Siemens Scenic D6-333
This PC is a low-end, branded, small office/home PC
from 1998. It contains a Siemens-Nixdorf D1081 mainboard, a 333MHz
Celeron CPU and 128MB of RAM in a single DIMM stick which was these
times the best configuration for it (configurations started at 32MB,
64MB was the most popular). Although memory can be theoretically
upgraded, the chipset is picky about RAM and the only upgrade of this
particular configuration which does not make memory faults is adding one
more 128MB module (or generally, adding two modules with the same
capacity). Its hard disk is relatively small - 4.3GB.
On board, there is ATI graphics chip built-in, but there is no sound or network interfaces. They have to be added in expansion boards, and there are only 2 PCI slots and one ISA, interchangeable with third PCI.
This computer shows us that there were times when Intel sold frequency, not performance. 66MHz-bus Celerons were one of the worst CPUs available then and were comparable to middle-end Pentium MMX. A 233MHz Pentium MMX was in practice more powerful than it. But here, magic of a new Slot 1 and name "Celeron" made its way. The computer is slow comparing with many well-configured Pentium Is.

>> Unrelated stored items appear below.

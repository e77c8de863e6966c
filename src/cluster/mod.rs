mod ip_family;
pub use ip_family::IpFamily;

pub(crate) mod node;
pub use node::{is_control_plane_node, node_internal_ips, node_private_ip};

mod node_cache;
pub use node_cache::NodeCache;

pub(crate) mod service;
pub use service::{ip_families, ip_families_enabled, is_load_balancer_service, is_local_service, requires_internal_load_balancer, service_key};

mod service_info;
pub use service_info::{ServiceInfo, ServiceInfoCache};

pub(crate) mod endpoint_slices;
pub use endpoint_slices::{endpoint_node_names, EndpointSliceCache};

mod multi_slb;
pub use multi_slb::{
    active_nodes_for, distribute_nodes, selector_matches, trim_internal_suffix, MultipleStandardLoadBalancerConfiguration,
    NodeAssignment,
};
use crate::cloud::{ArmClient, ResourceId, VmSet};
use crate::cluster::{is_control_plane_node, service_key, NodeCache};
use crate::network::{BackendAddressPool, NetworkInterface, SubResource, VirtualMachine};
use crate::{PoolBalancerError, Result};
use async_trait::async_trait;
use futures::future::join_all;
use k8s_openapi::api::core::v1::{Node, Service};
use log::{debug, error, info};
use std::sync::Arc;

const NIC_FAILED_STATE: &str = "Failed";

// VM set made of availability sets and standalone VMs, one NIC per node.
pub struct AvailabilitySet {
    arm: Arc<ArmClient>,
    resource_group: String,
    primary_availability_set: String,
    node_cache: Arc<NodeCache>,
}

impl AvailabilitySet {
    pub fn new(
        arm: Arc<ArmClient>,
        resource_group: String,
        primary_availability_set: String,
        node_cache: Arc<NodeCache>,
    ) -> AvailabilitySet {
        AvailabilitySet {
            arm,
            resource_group,
            primary_availability_set,
            node_cache,
        }
    }

    async fn virtual_machine(&self, vm_name: &str) -> Result<VirtualMachine> {
        self.arm
            .get_virtual_machine(&self.resource_group, vm_name)
            .await?
            .ok_or(PoolBalancerError::InstanceNotFound)
    }

    async fn primary_interface(&self, vm: &VirtualMachine) -> Result<(String, String, NetworkInterface)> {
        let nic_id = vm.primary_nic_id().ok_or(PoolBalancerError::InstanceNotFound)?;
        let parsed = ResourceId::parse(nic_id)?;
        let nic_name = parsed.last_name().to_owned();

        let nic = self
            .arm
            .get_network_interface(&parsed.resource_group, &nic_name)
            .await?
            .ok_or(PoolBalancerError::InstanceNotFound)?;

        Ok((parsed.resource_group, nic_name, nic))
    }

    fn vm_set_name_of(vm: &VirtualMachine) -> String {
        vm.availability_set_id()
            .and_then(|id| ResourceId::parse(id).ok())
            .map(|id| id.last_name().to_lowercase())
            .unwrap_or_default()
    }

    fn nic_failed(nic: &NetworkInterface) -> bool {
        nic.properties
            .as_ref()
            .and_then(|p| p.other.get("provisioningState"))
            .and_then(|state| state.as_str())
            .map(|state| state.eq_ignore_ascii_case(NIC_FAILED_STATE))
            .unwrap_or(false)
    }

    async fn ensure_host_in_pool(&self, node_name: &str, backend_pool_id: &str, vm_set_name: &str) -> Result<()> {
        let vm = self.virtual_machine(node_name).await?;

        let node_vm_set = Self::vm_set_name_of(&vm);
        if !vm_set_name.is_empty() && !node_vm_set.is_empty() && !node_vm_set.eq_ignore_ascii_case(vm_set_name) {
            debug!("node {} is not in vm set {}, skipping", node_name, vm_set_name);
            return Ok(());
        }

        let (resource_group, nic_name, mut nic) = self.primary_interface(&vm).await?;
        if Self::nic_failed(&nic) {
            info!("network interface {} is in failed state, skipping", nic_name);
            return Ok(());
        }

        let ip_config = match nic.primary_ip_configuration_mut() {
            Some(config) => config,
            None => return Ok(()),
        };

        let pools = ip_config
            .properties
            .get_or_insert_with(Default::default)
            .load_balancer_backend_address_pools
            .get_or_insert_with(Vec::new);
        if pools.iter().any(|pool| pool.id().eq_ignore_ascii_case(backend_pool_id)) {
            return Ok(());
        }

        pools.push(SubResource::new(backend_pool_id));
        info!("adding node {} to backend pool {}", node_name, backend_pool_id);
        self.arm
            .create_or_update_network_interface(&resource_group, &nic_name, &nic)
            .await
    }
}

#[async_trait]
impl VmSet for AvailabilitySet {
    fn primary_vm_set_name(&self) -> String {
        self.primary_availability_set.clone()
    }

    async fn node_name_by_ip_configuration_id(&self, ip_config_id: &str) -> Result<(String, String)> {
        let parsed = ResourceId::parse(ip_config_id)?;
        let nic_name = parsed
            .name_of("networkInterfaces")
            .ok_or_else(|| PoolBalancerError::InvalidResourceId(ip_config_id.to_owned()))?;

        let nic = self
            .arm
            .get_network_interface(&parsed.resource_group, nic_name)
            .await?
            .ok_or(PoolBalancerError::InstanceNotFound)?;

        let vm_id = nic.virtual_machine_id().ok_or(PoolBalancerError::InstanceNotFound)?;
        let vm_name = ResourceId::parse(vm_id)?.last_name().to_owned();
        let vm = self.virtual_machine(&vm_name).await?;

        Ok((vm_name.to_lowercase(), Self::vm_set_name_of(&vm)))
    }

    async fn node_vm_set_name(&self, node: &Node) -> Result<String> {
        let name = node.metadata.name.as_deref().unwrap_or_default();
        let vm = self.virtual_machine(name).await?;
        Ok(Self::vm_set_name_of(&vm))
    }

    async fn ensure_hosts_in_pool(
        &self,
        service: &Service,
        nodes: &[Node],
        backend_pool_id: &str,
        vm_set_name: &str,
    ) -> Result<()> {
        let mut updates = Vec::new();
        for node in nodes {
            let name = match node.metadata.name.as_deref() {
                Some(name) => name,
                None => continue,
            };

            if is_control_plane_node(node) {
                continue;
            }

            if self.node_cache.should_node_excluded_from_load_balancer(name)? {
                debug!("node {} is excluded from load balancers", name);
                continue;
            }

            updates.push(async move { (name, self.ensure_host_in_pool(name, backend_pool_id, vm_set_name).await) });
        }

        let mut first_err = None;
        for (name, result) in join_all(updates).await {
            match result {
                Ok(()) => {}
                Err(e) if e.is_instance_not_found() => {
                    info!("node {} not found while ensuring it is in pool, skipping", name);
                }
                Err(e) => {
                    error!("failed to ensure node {} in pool for service {}: {}", name, service_key(service), e);
                    first_err.get_or_insert(e);
                }
            }
        }

        match first_err {
            Some(e) => Err(e),
            None => Ok(()),
        }
    }

    async fn ensure_backend_pool_deleted(
        &self,
        service: &Service,
        backend_pool_ids: &[String],
        vm_set_name: &str,
        pools: &[BackendAddressPool],
        _delete_from_vm_set: bool,
    ) -> Result<bool> {
        let ip_config_ids: Vec<String> = pools
            .iter()
            .filter(|pool| {
                let id = pool.id.as_deref().unwrap_or_default();
                backend_pool_ids.iter().any(|wanted| wanted.eq_ignore_ascii_case(id))
            })
            .flat_map(|pool| pool.ip_configurations())
            .filter_map(|config| config.id.clone())
            .collect();

        let mut nics = Vec::new();
        for ip_config_id in ip_config_ids {
            let (node_name, _) = match self.node_name_by_ip_configuration_id(&ip_config_id).await {
                Ok(found) => found,
                Err(e) if e.is_instance_not_found() => continue,
                Err(e) => {
                    error!("failed to resolve ip configuration {}: {}", ip_config_id, e);
                    return Err(e);
                }
            };

            let vm = self.virtual_machine(&node_name).await?;
            let vm_set = Self::vm_set_name_of(&vm);
            // Standalone VMs have no availability set.
            if !vm_set.is_empty() && !vm_set.eq_ignore_ascii_case(vm_set_name) {
                debug!("skipping node {} because it is not in vm set {}", node_name, vm_set_name);
                continue;
            }

            let (resource_group, nic_name, mut nic) = self.primary_interface(&vm).await?;
            if Self::nic_failed(&nic) {
                info!("network interface {} is in failed state, skipping", nic_name);
                continue;
            }

            let mut changed = false;
            for config in nic.ip_configurations_mut().iter_mut().filter(|c| c.is_primary()) {
                if let Some(attached) = config
                    .properties
                    .as_mut()
                    .and_then(|p| p.load_balancer_backend_address_pools.as_mut())
                {
                    let before = attached.len();
                    attached.retain(|pool| !backend_pool_ids.iter().any(|id| id.eq_ignore_ascii_case(pool.id())));
                    changed |= attached.len() != before;
                }
            }

            if changed {
                nics.push((resource_group, nic_name, nic));
            }
        }

        if nics.is_empty() {
            return Ok(false);
        }

        info!(
            "decoupling {} network interfaces of service {} from {:?}",
            nics.len(),
            service_key(service),
            backend_pool_ids
        );
        let results = join_all(
            nics.iter()
                .map(|(rg, name, nic)| self.arm.create_or_update_network_interface(rg, name, nic)),
        )
        .await;

        for result in results {
            result?;
        }

        Ok(true)
    }
}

Its BIOS, Phoenix Revision 1.03.1000, is terribly buggy. Maybe later versions (there were 1.03.1001) are better? One capacity of RAM is tested while another is shown to system. Checksum validation doesn't work as expected, so you will get alarmed about battery problem when it's totally exhausted, if it's failing you will get random settings without warning, e.g. date resets to year 2095 :). More, you can irreversibly turn off graphics chip when runing the machine with single 16MB DIMM stick which is dual-bank (being seen by computer as 8MB). You have been warned.
If you turned this graphics chip off by installing smaller RAM, it cannot be easily turned on even by resetting BIOS settings. I had to use a PCI graphics board. I think that if RAM amount is small, it turns graphics chip off some way, expecting user reset it with Setup which doesn't happen as there is no BIOS setting for it. The case itself is made of plastic, only chassis is metal so it's a problem to put monitor on it. There were reports that putting heavier displays made this computer crash because mainboard lost some contact. Generally, it's a very weak machine for these times. Contrary to e.g. Scenic Pro M5, a Pentium-based 1997 semi-professional computer, it's a step backwards.
These machines with Celerons and later Pentium IIs were popular in Poland as they were bought in large quantities from Germany e-waste and restored to operate as simple computers for text processing... and usually only for text processing. Unfortunately my unit doesn't have a green sliding cover.
|Year of unit||1998|
|Year of introduction||1998?|
|RAM||128MB (1x PC66 DIMM)
2 DIMM sockets
|Graphics||Built-in ATI chip|
[in my unit - SoundBlaster 16]
|System expansion bus||ISA, PCI|
|Floppy/removable media drives||1x 3.5" 1.44MB Floppy drive|
|Hard disk:||Seagate 4.3GB||
Peripherals in collection:
|3Com EtherLink XL PCI network board|
|Non-standard expansions:||S3 ViRGE 4MB PCI graphics board|
|Operating system(s):||Windows 98SE|
My unit was extensively used as office computer i.e. typewriter. It was imported with many of these from Germany and restored, then sold for office purposes. Near 2014 it was replaced and then I purchased it cheap only because I needed 128MB stick of RAM. Then I found that this RAM was PC66.
Press F2 for BIOS Setup. You can boot from CD-ROM, but not from USB. BIOS Setup is very simple.
See D1081 mainboard manual for jumper settings. The maximum CPU this mainboard can get is Slot1 Celeron at 333MHz with 66MHz front-side bus. Other jumpers are for disabling floppy disk drive write or BIOS recovery using proprietary disks.